If a line in the records below contains the word "reqwest", copy it.
*** Given information ***
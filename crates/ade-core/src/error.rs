//! Error taxonomy for `ade-core`.
//!
//! Only [`ConfigurationError`] is fatal. Upstream and dispatch errors are
//! recoverable at the granularity of a single source or message; malformed
//! dates are not errors at all but
//! [`Unavailable::Malformed`](crate::date::Unavailable) values.

use std::fmt::Display;

use thiserror::Error;

/// Required configuration is missing or unusable. Aborts the run before any
/// fetch is attempted.
#[derive(Debug, Clone, PartialEq, Eq, Error)]
pub enum ConfigurationError {
  #[error("missing required setting: {0}")]
  Missing(&'static str),

  #[error("invalid setting {name}: {reason}")]
  Invalid { name: &'static str, reason: String },
}

/// A transport, auth or decoding failure talking to an upstream system.
#[derive(Debug, Clone, PartialEq, Eq, Error)]
#[error("{origin}: {message}")]
pub struct UpstreamError {
  /// What was being fetched, e.g. `"projects/sandbox environments"`.
  pub origin:  String,
  pub message: String,
}

impl UpstreamError {
  pub fn new(origin: impl Into<String>, message: impl Display) -> Self {
    Self { origin: origin.into(), message: message.to_string() }
  }
}

/// Failure of [`EnvironmentSource::fetch_environments`](crate::source::EnvironmentSource).
#[derive(Debug, Clone, PartialEq, Eq, Error)]
pub enum SourceError {
  #[error("configuration error: {0}")]
  Configuration(#[from] ConfigurationError),

  #[error("upstream error: {0}")]
  Upstream(#[from] UpstreamError),
}

/// A single message could not be delivered.
#[derive(Debug, Clone, PartialEq, Eq, Error)]
#[error("dispatch to {target} failed: {reason}")]
pub struct DispatchError {
  pub target: String,
  pub reason: String,
}

impl DispatchError {
  pub fn new(target: impl Into<String>, reason: impl Display) -> Self {
    Self { target: target.into(), reason: reason.to_string() }
  }
}
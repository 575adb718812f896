//! Notification composition.
//!
//! Turns a classification into personal notices (one per owner and
//! environment) and a digest for the monitoring channel. The digest is a
//! structured document; messengers decide how to render it. Its `Display`
//! form is the plain-text rendering.

use std::{collections::HashSet, fmt};

use chrono::{DateTime, NaiveDate, Utc};

use crate::{
  classify::{CategorizedRecord, Category, CategoryMap, WindowMap},
  event::{Events, RunEvent},
};

pub const ALL_HEALTHY: &str =
  "✅ All Azure Deployment Environments are healthy - no expiration warnings.";

const WINDOW_DIGEST_LIMIT: usize = 10;

// ─── Content ─────────────────────────────────────────────────────────────────

/// What a messenger is asked to deliver.
#[derive(Debug, Clone, PartialEq, Eq)]
pub enum Content {
  Text(String),
  Digest(Digest),
}

impl fmt::Display for Content {
  fn fmt(&self, f: &mut fmt::Formatter<'_>) -> fmt::Result {
    match self {
      Self::Text(text) => f.write_str(text),
      Self::Digest(digest) => digest.fmt(f),
    }
  }
}

/// A personal notice about one environment.
#[derive(Debug, Clone, PartialEq, Eq)]
pub struct OwnerMessage {
  /// Resolved owner identity, normally an email address.
  pub owner:       String,
  pub project:     String,
  pub environment: String,
  pub text:        String,
}

// ─── Digest ──────────────────────────────────────────────────────────────────

#[derive(Debug, Clone, PartialEq, Eq)]
pub enum Digest {
  /// Nothing needs attention.
  AllHealthy,
  Attention(DigestBody),
}

#[derive(Debug, Clone, PartialEq, Eq)]
pub struct DigestBody {
  pub generated_at: DateTime<Utc>,
  /// Number of environments needing attention.
  pub total:        usize,
  pub any_expired:  bool,
  pub summary:      Vec<SummaryLine>,
  pub sections:     Vec<DigestSection>,
}

impl DigestBody {
  pub fn marker(&self) -> &'static str { if self.any_expired { "🚨" } else { "⚠️" } }

  pub fn title(&self) -> String { format!("{} ADE Expiration Alert", self.marker()) }

  pub fn summary_text(&self) -> String {
    let mut text = format!("*Summary:* {} environment(s) need attention\n", self.total);
    for line in &self.summary {
      text.push_str(&format!("\n{} {} {}", line.marker, line.count, line.label));
    }
    text
  }

  pub fn footer(&self) -> String {
    format!(
      "🤖 _ADE Expiration Monitor | {}_",
      self.generated_at.format("%Y-%m-%d %H:%M UTC")
    )
  }
}

#[derive(Debug, Clone, PartialEq, Eq)]
pub struct SummaryLine {
  pub marker: &'static str,
  pub count:  usize,
  pub label:  String,
}

#[derive(Debug, Clone, PartialEq, Eq)]
pub struct DigestSection {
  pub marker:  &'static str,
  pub title:   String,
  /// Size of the whole group, including entries left out.
  pub total:   usize,
  pub entries: Vec<DigestEntry>,
  pub omitted: usize,
}

impl DigestSection {
  pub fn heading(&self) -> String { format!("*{} {} ({})*", self.marker, self.title, self.total) }

  pub fn omitted_note(&self) -> Option<String> {
    (self.omitted > 0).then(|| format!("_…and {} more_", self.omitted))
  }
}

#[derive(Debug, Clone, PartialEq, Eq)]
pub struct DigestEntry {
  pub name:   String,
  pub owner:  String,
  pub detail: EntryDetail,
}

impl fmt::Display for DigestEntry {
  fn fmt(&self, f: &mut fmt::Formatter<'_>) -> fmt::Result {
    write!(f, "• `{}`\n  Owner: {}\n  {}", self.name, self.owner, self.detail)
  }
}

/// The one-line status shown for a digest entry.
#[derive(Debug, Clone, Copy, PartialEq, Eq)]
pub enum EntryDetail {
  ExpiredDaysAgo(i64),
  ExpiresOn(NaiveDate),
  DaysLeft(i64),
  ExpiresToday,
  ExpiresTomorrow,
  ExpiresInDays(i64),
}

impl fmt::Display for EntryDetail {
  fn fmt(&self, f: &mut fmt::Formatter<'_>) -> fmt::Result {
    match self {
      Self::ExpiredDaysAgo(days) => write!(f, "Expired: {days} day(s) ago"),
      Self::ExpiresOn(date) => write!(f, "Expires: {}", date.format("%Y-%m-%d")),
      Self::DaysLeft(days) => write!(f, "Days left: {days}"),
      Self::ExpiresToday => f.write_str("Expires today"),
      Self::ExpiresTomorrow => f.write_str("Expires tomorrow"),
      Self::ExpiresInDays(days) => write!(f, "Expires in {days} days"),
    }
  }
}

impl fmt::Display for Digest {
  fn fmt(&self, f: &mut fmt::Formatter<'_>) -> fmt::Result {
    let body = match self {
      Self::AllHealthy => return f.write_str(ALL_HEALTHY),
      Self::Attention(body) => body,
    };
    writeln!(f, "{}", body.title())?;
    writeln!(f, "{}", body.summary_text())?;
    for section in &body.sections {
      writeln!(f, "\n{}", section.heading())?;
      for entry in &section.entries {
        writeln!(f, "{entry}")?;
      }
      if let Some(note) = section.omitted_note() {
        writeln!(f, "{note}")?;
      }
    }
    write!(f, "\n{}", body.footer())
  }
}

// ─── Tiered policy ───────────────────────────────────────────────────────────

struct Tier {
  category: Category,
  marker:   &'static str,
  title:    &'static str,
  summary:  &'static str,
  limit:    usize,
}

const TIERS: [Tier; 4] = [
  Tier {
    category: Category::Expired,
    marker:   "❌",
    title:    "EXPIRED",
    summary:  "already expired",
    limit:    5,
  },
  Tier {
    category: Category::Tomorrow,
    marker:   "🚨",
    title:    "TOMORROW",
    summary:  "expire tomorrow",
    limit:    5,
  },
  Tier {
    category: Category::ThreeDays,
    marker:   "⚠️",
    title:    "3 DAYS",
    summary:  "expire in 3 days",
    limit:    3,
  },
  Tier {
    category: Category::SevenDays,
    marker:   "⏰",
    title:    "7 DAYS",
    summary:  "expire in 7 days",
    limit:    3,
  },
];

fn section<'a>(
  marker: &'static str,
  title: String,
  records: impl ExactSizeIterator<Item = &'a CategorizedRecord>,
  limit: usize,
  detail: impl Fn(&CategorizedRecord) -> EntryDetail,
) -> DigestSection {
  let total = records.len();
  let entries = records
    .take(limit)
    .map(|record| DigestEntry {
      name:   record.environment.name.clone(),
      owner:  record.owner.to_string(),
      detail: detail(record),
    })
    .collect::<Vec<_>>();
  DigestSection {
    marker,
    title,
    total,
    omitted: total - entries.len(),
    entries,
  }
}

fn tier_detail(record: &CategorizedRecord) -> EntryDetail {
  match record.category {
    Category::Expired => EntryDetail::ExpiredDaysAgo(record.days_until_expiration.abs()),
    Category::Tomorrow => EntryDetail::ExpiresOn(record.expiration.date_naive()),
    _ => EntryDetail::DaysLeft(record.days_until_expiration),
  }
}

/// Build the monitoring-channel digest for the four-tier policy.
pub fn compose_digest(map: &CategoryMap, generated_at: DateTime<Utc>) -> Digest {
  let total = map.attention_count();
  if total == 0 {
    return Digest::AllHealthy;
  }

  let summary = TIERS
    .iter()
    .map(|tier| SummaryLine {
      marker: tier.marker,
      count:  map.get(tier.category).len(),
      label:  tier.summary.to_string(),
    })
    .collect();

  let sections = TIERS
    .iter()
    .filter(|tier| !map.get(tier.category).is_empty())
    .map(|tier| {
      section(
        tier.marker,
        tier.title.to_string(),
        map.get(tier.category).iter(),
        tier.limit,
        tier_detail,
      )
    })
    .collect();

  Digest::Attention(DigestBody {
    generated_at,
    total,
    any_expired: !map.get(Category::Expired).is_empty(),
    summary,
    sections,
  })
}

// ─── Window policy ───────────────────────────────────────────────────────────

fn window_detail(record: &CategorizedRecord) -> EntryDetail {
  match record.days_until_expiration {
    _ if record.category == Category::Expired => {
      EntryDetail::ExpiredDaysAgo(record.days_until_expiration.abs())
    }
    0 => EntryDetail::ExpiresToday,
    1 => EntryDetail::ExpiresTomorrow,
    days => EntryDetail::ExpiresInDays(days),
  }
}

/// Build the monitoring-channel digest for the single-threshold policy.
pub fn compose_window_digest(map: &WindowMap, generated_at: DateTime<Utc>) -> Digest {
  let total = map.attention_count();
  if total == 0 {
    return Digest::AllHealthy;
  }

  let summary = vec![
    SummaryLine {
      marker: "❌",
      count:  map.expired.len(),
      label:  "already expired".to_string(),
    },
    SummaryLine {
      marker: "⏰",
      count:  map.expiring.len(),
      label:  format!("expiring within {} day(s)", map.days),
    },
  ];
  let sections = vec![section(
    "⏰",
    format!("EXPIRING WITHIN {} DAY(S)", map.days),
    map.expired.iter().chain(map.expiring.iter()).collect::<Vec<_>>().into_iter(),
    WINDOW_DIGEST_LIMIT,
    window_detail,
  )];

  Digest::Attention(DigestBody {
    generated_at,
    total,
    any_expired: !map.expired.is_empty(),
    summary,
    sections,
  })
}

// ─── Personal notices ────────────────────────────────────────────────────────

fn or_na(value: &Option<String>) -> &str { value.as_deref().unwrap_or("N/A") }

/// The text of a personal notice about one environment.
pub fn owner_message_text(record: &CategorizedRecord) -> String {
  let env = &record.environment;
  let date = record.expiration.format("%Y-%m-%d");
  let when = if record.days_until_expiration < 0 {
    format!(
      "expired on *{date}* (*{}* day(s) ago)",
      record.days_until_expiration.abs()
    )
  } else {
    format!(
      "is set to expire on *{date}* (in *{}* days)",
      record.days_until_expiration
    )
  };
  format!(
    "Hello! Your Azure Deployment Environment *{name}* {when}.\n\
     Please take necessary action to extend or decommission it.\n\n\
     Project: {project}\n\
     Resource Group: {resource_group}\n\
     Environment Definition: {definition}\n\
     Catalog: {catalog}\n\
     Provisioning State: {state}\n\
     Resource ID: {resource_id}",
    name = env.name,
    project = env.project_name,
    resource_group = or_na(&env.resource_group),
    definition = or_na(&env.environment_definition_name),
    catalog = or_na(&env.catalog_name),
    state = or_na(&env.provisioning_state),
    resource_id = or_na(&env.resource_group_id),
  )
}

fn owner_messages<'a>(
  records: impl Iterator<Item = &'a CategorizedRecord>,
  events: &mut Events,
) -> Vec<OwnerMessage> {
  let mut seen = HashSet::new();
  let mut messages = Vec::new();

  for record in records {
    let env = &record.environment;
    let Some(owner) = record.owner.identity() else {
      events.emit(RunEvent::OwnerUnresolved {
        project:     env.project_name.clone(),
        environment: env.name.clone(),
      });
      continue;
    };
    if !seen.insert((owner.to_lowercase(), env.project_name.as_str(), env.name.as_str())) {
      events.emit(RunEvent::DuplicateSuppressed {
        owner:       owner.to_string(),
        project:     env.project_name.clone(),
        environment: env.name.clone(),
      });
      continue;
    }
    messages.push(OwnerMessage {
      owner:       owner.to_string(),
      project:     env.project_name.clone(),
      environment: env.name.clone(),
      text:        owner_message_text(record),
    });
  }
  messages
}

/// One notice per resolved owner and environment across every category but
/// `future`, in classification order.
pub fn compose_owner_messages(map: &CategoryMap, events: &mut Events) -> Vec<OwnerMessage> {
  owner_messages(map.attention_records(), events)
}

/// Like [`compose_owner_messages`], for the single-threshold policy.
pub fn compose_window_owner_messages(map: &WindowMap, events: &mut Events) -> Vec<OwnerMessage> {
  owner_messages(map.attention_records(), events)
}
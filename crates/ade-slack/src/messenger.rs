//! [`Messenger`] over the Slack Web API.

use ade_core::{
  compose::Content,
  source::{Messenger, Recipient},
};
use serde::Deserialize;

use crate::{
  blocks,
  error::{Error, Result},
};

pub const DEFAULT_API_BASE: &str = "https://slack.com/api";

#[derive(Debug, Clone)]
pub struct SlackConfig {
  /// Bot token (`xoxb-…`).
  pub token:    String,
  pub api_base: String,
  /// Log payloads instead of calling Slack.
  pub simulate: bool,
}

impl Default for SlackConfig {
  fn default() -> Self {
    Self { token: String::new(), api_base: DEFAULT_API_BASE.to_string(), simulate: false }
  }
}

#[derive(Debug, Deserialize)]
struct ApiResponse {
  ok:    bool,
  error: Option<String>,
  user:  Option<User>,
}

#[derive(Debug, Deserialize)]
struct User {
  id: String,
}

/// Drop a `+alias` from the local part: `jo+ade@x.com` → `jo@x.com`.
pub fn strip_alias(email: &str) -> String {
  match email.split_once('@') {
    Some((local, domain)) => {
      let local = local.split('+').next().unwrap_or(local);
      format!("{local}@{domain}")
    }
    None => email.to_string(),
  }
}

#[derive(Debug, Clone)]
pub struct SlackMessenger {
  client: reqwest::Client,
  config: SlackConfig,
}

impl SlackMessenger {
  pub fn new(client: reqwest::Client, config: SlackConfig) -> Self { Self { client, config } }

  fn url(&self, method: &str) -> String {
    format!("{}/{method}", self.config.api_base.trim_end_matches('/'))
  }

  async fn call(&self, method: &'static str, request: reqwest::RequestBuilder) -> Result<ApiResponse> {
    let resp = request.bearer_auth(&self.config.token).send().await?;
    let status = resp.status();
    if !status.is_success() {
      return Err(Error::Status { method, status: status.as_u16() });
    }
    Ok(resp.json().await?)
  }
}

impl Messenger for SlackMessenger {
  type Error = Error;

  async fn find_recipient(&self, email: &str) -> Result<Option<Recipient>> {
    let email = strip_alias(email);
    if self.config.simulate {
      return Ok(Some(Recipient::new(email)));
    }

    let request = self
      .client
      .get(self.url("users.lookupByEmail"))
      .query(&[("email", email.as_str())]);
    let resp = self.call("users.lookupByEmail", request).await?;

    match (resp.ok, resp.user) {
      (true, Some(user)) => Ok(Some(Recipient::new(user.id))),
      _ => {
        tracing::debug!(%email, error = ?resp.error, "no slack user for email");
        Ok(None)
      }
    }
  }

  async fn send(&self, recipient: &Recipient, content: &Content) -> Result<()> {
    let payload = blocks::payload(recipient.as_str(), content);
    if self.config.simulate {
      tracing::info!(recipient = %recipient, payload = %payload, "simulated slack message");
      return Ok(());
    }

    let request = self.client.post(self.url("chat.postMessage")).json(&payload);
    let resp = self.call("chat.postMessage", request).await?;
    if !resp.ok {
      return Err(Error::Api {
        method: "chat.postMessage",
        code:   resp.error.unwrap_or_else(|| "unknown_error".to_string()),
      });
    }
    tracing::debug!(recipient = %recipient, "slack message sent");
    Ok(())
  }
}
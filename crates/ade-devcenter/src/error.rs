//! Error type for `ade-devcenter`.

use thiserror::Error;

/// Longest response body kept in an error message.
const MAX_BODY: usize = 512;

#[derive(Debug, Error)]
pub enum Error {
  #[error("http error: {0}")]
  Http(#[from] reqwest::Error),

  #[error("{url} returned {status}: {body}")]
  Status { url: String, status: u16, body: String },

  #[error("credential error: {0}")]
  Credential(String),

  #[error("pagination revisited {url}")]
  PageCycle { url: String },
}

impl Error {
  pub(crate) fn status(url: &str, status: reqwest::StatusCode, body: String) -> Self {
    let body = if body.len() > MAX_BODY {
      let mut end = MAX_BODY;
      while !body.is_char_boundary(end) {
        end -= 1;
      }
      format!("{}…", &body[..end])
    } else {
      body
    };
    Self::Status { url: url.to_string(), status: status.as_u16(), body }
  }
}

pub type Result<T, E = Error> = std::result::Result<T, E>;
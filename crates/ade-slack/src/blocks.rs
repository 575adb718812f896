//! Block Kit rendering of [`Content`].

use ade_core::compose::{ALL_HEALTHY, Content, Digest, DigestBody};
use serde_json::{Value, json};

/// Full `chat.postMessage` body for `content` addressed to `channel`.
pub fn payload(channel: &str, content: &Content) -> Value {
  match content {
    Content::Text(text) => json!({ "channel": channel, "text": text }),
    Content::Digest(Digest::AllHealthy) => json!({
      "channel": channel,
      "text": ALL_HEALTHY,
      "blocks": [{ "type": "section", "text": plain(ALL_HEALTHY) }],
    }),
    Content::Digest(Digest::Attention(body)) => json!({
      "channel": channel,
      "text": format!("{} Azure Deployment Environment Expiration Alert", body.marker()),
      "blocks": digest_blocks(body),
    }),
  }
}

fn plain(text: &str) -> Value { json!({ "type": "plain_text", "text": text, "emoji": true }) }

fn mrkdwn(text: &str) -> Value { json!({ "type": "mrkdwn", "text": text }) }

fn section(text: &str) -> Value { json!({ "type": "section", "text": mrkdwn(text) }) }

fn context(text: &str) -> Value { json!({ "type": "context", "elements": [mrkdwn(text)] }) }

fn divider() -> Value { json!({ "type": "divider" }) }

pub fn digest_blocks(body: &DigestBody) -> Vec<Value> {
  let mut blocks = vec![
    json!({ "type": "header", "text": plain(&body.title()) }),
    section(&body.summary_text()),
    divider(),
  ];

  for (i, group) in body.sections.iter().enumerate() {
    if i > 0 {
      blocks.push(divider());
    }
    blocks.push(section(&group.heading()));
    blocks.extend(group.entries.iter().map(|entry| section(&entry.to_string())));
    if let Some(note) = group.omitted_note() {
      blocks.push(context(&note));
    }
  }

  blocks.push(divider());
  blocks.push(context(&body.footer()));
  blocks
}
*** End of Given information ***
● Exercise solution:
  client: reqwest::Client,
  pub fn new(client: reqwest::Client, config: SlackConfig) -> Self { Self { client, config } }
  async fn call(&self, method: &'static str, request: reqwest::RequestBuilder) -> Result<ApiResponse> {
  Http(#[from] reqwest::Error),
  pub(crate) fn status(url: &str, status: reqwest::StatusCode, body: String) -> Self {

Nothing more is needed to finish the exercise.